戦火から逃れて日本へ到着した人々が一日も早く落ち着きを取り戻せるようにしっかりと支援し、安心できる環境を整えたい。

 ロシアの侵攻を受けたウクライナからの避難民20人が5日、日本の政府専用機の予備機でポーランドから羽田空港に着いた。

 在ポーランド日本大使館などに日本行きの希望を伝えた避難民のうち、自力で渡航手段を確保できないとした人たちだ。中には幼い子どもも含まれている。

 日本が専用機まで使って避難民を受け入れるのは極めて異例だ。問題に取り組む姿勢を国内外に印象付ける狙いもあるとみていい。

 現地にはほかにも、一刻も早い避難を望む人がいるに違いない。政府は一時的な対応で終わらせず、希望者が安全に渡航できるよう力を尽くしてもらいたい。

 避難民はウクライナから着の身着のままで逃れてきた人ばかりだ。手厚いサポートは欠かせない。

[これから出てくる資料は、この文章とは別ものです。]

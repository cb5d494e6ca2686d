//! `{field}` placeholder rendering for action templates.

use cw_domain::record::Fields;

/// Replaces every `{field_name}` placeholder in `template` with the
/// rendered value of that field from `fields`, leaving unknown
/// placeholders untouched.
pub fn render_template(template: &str, fields: &Fields) -> String {
    let mut out = String::with_capacity(template.len());
    let mut rest = template;
    while let Some(start) = rest.find('{') {
        out.push_str(&rest[..start]);
        let after = &rest[start + 1..];
        match after.find('}') {
            Some(end) => {
                let name = &after[..end];
                match fields.get(name) {
                    Some(value) => out.push_str(&value.render()),
                    None => {
                        out.push('{');
                        out.push_str(name);
                        out.push('}');
                    }
                }
                rest = &after[end + 1..];
            }
            None => {
                out.push('{');
                rest = after;
            }
        }
    }
    out.push_str(rest);
    out
}

/// Renders every value in a `{field_name: template}` map.
pub fn render_map(templates: &std::collections::BTreeMap<String, String>, fields: &Fields) -> cw_domain::record::Fields {
    templates
        .iter()
        .map(|(k, v)| (k.clone(), cw_domain::record::Value::Text(render_template(v, fields))))
        .collect()
}

#[cfg(test)]
mod tests {
    use super::*;
    use cw_domain::record::Value;

    #[test]
    fn substitutes_known_placeholder() {
        let fields: Fields = [("案由".to_string(), Value::Text("劳动争议".into()))].into_iter().collect();
        assert_eq!(render_template("分类变更: {案由}", &fields), "分类变更: 劳动争议");
    }

    #[test]
    fn leaves_unknown_placeholder_untouched() {
        let fields = Fields::new();
        assert_eq!(render_template("hello {missing}", &fields), "hello {missing}");
    }

    #[test]
    fn handles_unterminated_brace() {
        let fields = Fields::new();
        assert_eq!(render_template("hello {", &fields), "hello {");
    }
}
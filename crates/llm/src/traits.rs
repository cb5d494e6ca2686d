//! Provider-agnostic chat types and the trait every adapter implements.

use cw_domain::error::Result;
use serde::{Deserialize, Serialize};

#[derive(Debug, Clone, Copy, PartialEq, Eq, Serialize, Deserialize)]
#[serde(rename_all = "snake_case")]
pub enum Role {
    System,
    User,
    Assistant,
}

#[derive(Debug, Clone, Serialize, Deserialize)]
pub struct Message {
    pub role: Role,
    pub content: String,
}

impl Message {
    pub fn system(content: impl Into<String>) -> Self {
        Self {
            role: Role::System,
            content: content.into(),
        }
    }

    pub fn user(content: impl Into<String>) -> Self {
        Self {
            role: Role::User,
            content: content.into(),
        }
    }

    pub fn assistant(content: impl Into<String>) -> Self {
        Self {
            role: Role::Assistant,
            content: content.into(),
        }
    }
}

/// A provider-agnostic chat completion request.
#[derive(Debug, Clone, Default)]
pub struct ChatRequest {
    pub messages: Vec<Message>,
    /// Sampling temperature; `None` lets the provider choose.
    pub temperature: Option<f32>,
    /// When true, ask the provider to emit valid JSON only — used by the
    /// intent parser's classification calls.
    pub json_mode: bool,
    /// Model identifier override; `None` uses the provider's default.
    pub model: Option<String>,
}

impl ChatRequest {
    pub fn new(messages: Vec<Message>) -> Self {
        Self {
            messages,
            ..Default::default()
        }
    }
}

#[derive(Debug, Clone)]
pub struct ChatResponse {
    pub content: String,
    pub model: String,
}

/// Trait every LLM adapter implements. Providers are an external
/// collaborator — only the wire shape we speak to them with lives here.
#[async_trait::async_trait]
pub trait LlmProvider: Send + Sync {
    async fn chat(&self, req: ChatRequest) -> Result<ChatResponse>;
    fn provider_id(&self) -> &str;
}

 政府は生活費や医療費、通訳や日本語教育も提供して支援し、身元引受人がいない人には地方自治体や企業などの支援を受けて滞在してもらうという。

 入国時の在留資格は90日の「短期滞在」だが、希望により就労が可能な1年の「特定活動」に変更することも認める。

 ただ停戦交渉は思うように進まず、情勢の先行きは見通せない。各地で都市が壊滅的な被害を受けており、日本での滞在が長期化することも考えられる。

 ウクライナの国外避難民は侵攻から数週間で400万人を突破した。避難民は第2次大戦後、最速のペースで増加している。状況は極めて深刻だ。

 戦況によっては今後さらに避難民が増える懸念がある。

 心強いのは、日本国内の自治体や企業が相次いで避難民の受け入れを表明していることだ。

 本県では小千谷市や新発田市が受け入れ方針を決めている。県も県営住宅の提供など独自支援策を検討するとしている。

 本県は東日本大震災の被災者支援などの実績がある。そうした経験を生かし、国や人種、言葉の違いに戸惑うことが多い避難民に寄り添う支援を心掛けたい。

 政府はこの1カ月、自力で日本へ来た400人を超えるウクライナ避難民の入国を認めた。世論の後押しが大きかったに違いない。

 避難民と、条約に基づく難民では位置付けが違うものの、世界ではシリアやミャンマーなどで数百万人の人々が紛争や迫害により自国外へ逃れ、難民となっている。

 しかし日本で難民認定される人は年間50人以下、認定率は約1%に過ぎない。消極的な受け入れ姿勢に国内外の批判は強い。

 平和的な国際貢献に向けて日本はどうあるべきか。政府は保護制度の在り方について議論を深め、見直しを進めてほしい。